Gallstone migration in Bouveret syndrome occurs when a large gallstone from the gallbladder travels through the biliary tract and becomes lodged in the stomach. This obstruction can cause severe symptoms. The impact on the gastrointestinal tract can lead to inflammation, infection, and even perforation if not promptly addressed. Discussion of the specific location of the obstruction and its consequences is crucial in understanding the potential complications of Bouveret syndrome. Depending on where the gallstone becomes lodged, it can lead to further complications such as bile duct obstruction, pancreatitis, or even liver damage [5]. Although rare, it represents a syndrome with an alarmingly high mortality rate, which is estimated between 12 and 30% [6]. Therefore, a thorough evaluation of the location and extent of the obstruction is necessary to determine the most appropriate treatment approach for patients with Bouveret syndrome.
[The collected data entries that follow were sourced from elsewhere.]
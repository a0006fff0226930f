//! Layout of a header-prefixed block.
//!
//! ```text
//! block (from the allocator)
//! |<------------- DATA_OFFSET ------------->|<------- capacity ------->|
//! | allocator: &dyn ByteAllocator | len | pad |  data[0..len] | spare    |
//! ```
//!
//! The header lives at the very start of the block; the data region begins
//! at `DATA_OFFSET`, which keeps the data aligned to [`MIN_ALIGN`].

use std::ptr::NonNull;

use hvec_alloc::{ByteAllocator, MIN_ALIGN};
use hvec_common::result::verify;
use hvec_common::{Error, Result};

/// Bookkeeping stored ahead of the data bytes.
#[repr(C)]
pub(crate) struct Header<'a> {
    /// Allocator bound at creation, never swapped.
    allocator: &'a dyn ByteAllocator,
    /// Logical size in bytes.
    len: usize,
}

/// Offset of the data region from the start of the block.
pub const DATA_OFFSET: usize = align_up(std::mem::size_of::<Header<'static>>(), MIN_ALIGN);

/// Largest capacity a vector can be asked to grow to, in bytes.
///
/// Rust allocations are limited to `isize::MAX` bytes, header included.
pub const MAX_CAPACITY: usize = isize::MAX as usize - DATA_OFFSET;

/// Pointer to the header of a live block.
///
/// Only valid while the owning `HeaderVec` holds it; every method assumes the
/// block has been initialized by [`HeaderPtr::allocate`] and not released.
#[derive(Clone, Copy)]
pub(crate) struct HeaderPtr<'a>(NonNull<Header<'a>>);

impl<'a> HeaderPtr<'a> {
    /// Allocates a block with room for `capacity` data bytes and an empty
    /// header bound to `allocator`.
    pub(crate) fn allocate(
        capacity: usize,
        allocator: &'a dyn ByteAllocator,
    ) -> Result<HeaderPtr<'a>> {
        verify(capacity <= MAX_CAPACITY, || Error::capacity_overflow(0, capacity))?;
        let size = DATA_OFFSET + capacity;
        let block = allocator
            .allocate(size)
            .ok_or_else(|| Error::allocation_failed(size))?;
        let header = block.cast::<Header<'a>>();
        unsafe { header.write(Header { allocator, len: 0 }) };
        Ok(HeaderPtr(header))
    }

    /// Adopts a block returned by reallocating an existing header block.
    ///
    /// # Safety
    ///
    /// `block` must be the result of `reallocate` on a block previously
    /// initialized by [`HeaderPtr::allocate`].
    #[inline]
    pub(crate) unsafe fn from_block(block: NonNull<u8>) -> HeaderPtr<'a> {
        HeaderPtr(block.cast())
    }

    /// Start of the underlying allocation.
    #[inline]
    pub(crate) fn block(self) -> NonNull<u8> {
        self.0.cast()
    }

    #[inline]
    pub(crate) fn allocator(self) -> &'a dyn ByteAllocator {
        unsafe { (*self.0.as_ptr()).allocator }
    }

    #[inline]
    pub(crate) fn len(self) -> usize {
        unsafe { (*self.0.as_ptr()).len }
    }

    #[inline]
    pub(crate) fn set_len(self, len: usize) {
        unsafe { (*self.0.as_ptr()).len = len }
    }

    /// First byte of the data region.
    #[inline]
    pub(crate) fn data(self) -> NonNull<u8> {
        unsafe { self.block().add(DATA_OFFSET) }
    }

    /// Data bytes available in the block, as reported by its allocator.
    #[inline]
    pub(crate) fn capacity(self) -> usize {
        let usable = unsafe { self.allocator().usable_size(self.block()) };
        usable.saturating_sub(DATA_OFFSET)
    }

    /// Returns the block to its allocator.
    ///
    /// # Safety
    ///
    /// The header must not be used afterwards.
    #[inline]
    pub(crate) unsafe fn release(self) {
        let allocator = self.allocator();
        unsafe { allocator.release(self.block()) }
    }
}

/// Aligns `n` up to the next multiple of `alignment` (a power of two).
#[inline]
pub(crate) const fn align_up(n: usize, alignment: usize) -> usize {
    (n + alignment - 1) & !(alignment - 1)
}

#[cfg(test)]
mod tests {
    use super::*;

    #[test]
    fn test_data_offset_alignment() {
        assert!(DATA_OFFSET >= std::mem::size_of::<Header<'static>>());
        assert_eq!(DATA_OFFSET % MIN_ALIGN, 0);
        assert!(std::mem::align_of::<Header<'static>>() <= MIN_ALIGN);
    }

    #[test]
    fn test_align_up() {
        assert_eq!(align_up(0, 16), 0);
        assert_eq!(align_up(1, 16), 16);
        assert_eq!(align_up(16, 16), 16);
        assert_eq!(align_up(24, 16), 32);
    }

    #[test]
    fn test_allocate_rejects_oversized_capacity() {
        let err = HeaderPtr::allocate(MAX_CAPACITY + 1, &hvec_alloc::SizeHintAllocator)
            .err()
            .unwrap();
        assert_eq!(err.status().code(), 2);
    }
}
Bouveret syndrome can be treated through surgical and minimally invasive methods. Surgical treatment involves gastric or enteric lithotomy, with or without cholecystoduodenal or choledochoduodenal fistula repair and cholecystectomy. It has higher success rates than minimally invasive options, up to 90% for gastric or enteric lithotomy alone and up to 82% if including fistula repair and cholecystectomy [7]. The decision between single or two operations depends on patient frailty, clinical illness severity, and surgical complexity. According to the literature, a stepwise surgical approach is suggested in older age groups as it reduces the risk of complication, while in the younger age group below 50 years of age, multiple procedures can be performed together depending on patients’ conditions and history [8, 9]. In our case, as the patient had no significant past history or comorbids, so a partial duodenectomy, a gastrojejunostomy, and a cholecystectomy, with common bile duct exploration with the removal of several common bile duct stones along with t-tube insertion, were done in a single surgery and yielded a better healing, prognosis, and minimal complications, hence supporting the aforementioned studies.

Conclusion

Bouveret syndrome is an uncommon cause of gastric outlet obstruction with symptoms similar to various gastric diseases. This illness can be fatal if not diagnosed quickly. A disease usually found in older women was seen in a young boy in the case above. Treatment guidelines for this entity are lacking. The patient’s condition, CT scan results, medical history, co-existing illnesses, and intraoperative circumstances determine the next steps. These factors are considered when choosing a single-step or multi-step surgical technique to reduce patient problems. In this example, favorable conditions led to a single-step method with promising results.